* [WORK REQUIRED]: Look for the string "delivery" in the listing. Copy each line that has it.

***

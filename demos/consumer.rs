use carrot_sentinel::amqp::configuration::ConnectionConfig;
use carrot_sentinel::consumers::{Consumer, ConsumerConfig, QueueMetrics};
use carrot_sentinel::pool::SharedConnectionPool;
use shutdown_handler::ShutdownHandler;
use std::sync::Arc;
use std::time::Duration;
use tracing_subscriber::EnvFilter;

#[tokio::main]
async fn main() -> Result<(), anyhow::Error> {
    tracing_subscriber::fmt()
        .with_env_filter(EnvFilter::try_from_default_env().unwrap_or_else(|_| "info".into()))
        .init();

    // We are using the out-of-the-box parameters for the default RabbitMq Docker image.
    let connection = ConnectionConfig::new("localhost:5672");

    // Consumers borrow their connections from a pool. Consumers sharing a tag share a
    // connection, while each of them always gets its own channel.
    let pool = Arc::new(SharedConnectionPool::new());

    // Every 15 seconds, report how many messages are waiting and how old the oldest one is.
    let metrics = QueueMetrics::default()
        .with_queue_length(|host: &str, queue: &str, length: u64| {
            tracing::info!(host, queue, length, "Queue length");
        })
        .with_queue_delay(|host: &str, queue: &str, delay_seconds: u64| {
            tracing::info!(host, queue, delay_seconds, "Queue delay");
        })
        .check_every(Duration::from_secs(15));

    let consumer = Arc::new(Consumer::start(
        pool,
        connection,
        ConsumerConfig::new("hello")
            .with_prefetch_count(10)
            .with_metrics(metrics),
    ));

    // On SIGTERM the consumer stops pulling from the broker, waits for the envelopes we are
    // still working on and then ends the stream below.
    let shutdown = ShutdownHandler::sigterm()?;
    tokio::spawn({
        let consumer = Arc::clone(&consumer);
        async move { consumer.close_on_shutdown(shutdown.wait_for_signal()).await }
    });

    // Broken channels and dropped connections are rebuilt behind the scenes: this loop only
    // ends once the consumer has been closed.
    while let Some(envelope) = consumer.next().await {
        tracing::info!(
            bytes = envelope.delivery().data.len(),
            queue = envelope.queue(),
            "Received a message"
        );
        // Completing with an error asks the consumer to rebuild its channel.
        let outcome = envelope.delivery().ack().await;
        envelope.complete(outcome);
    }

    Ok(())
}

***

* [ANSWER FOR THE TASK]:
            bytes = envelope.delivery().data.len(),
        let outcome = envelope.delivery().ack().await;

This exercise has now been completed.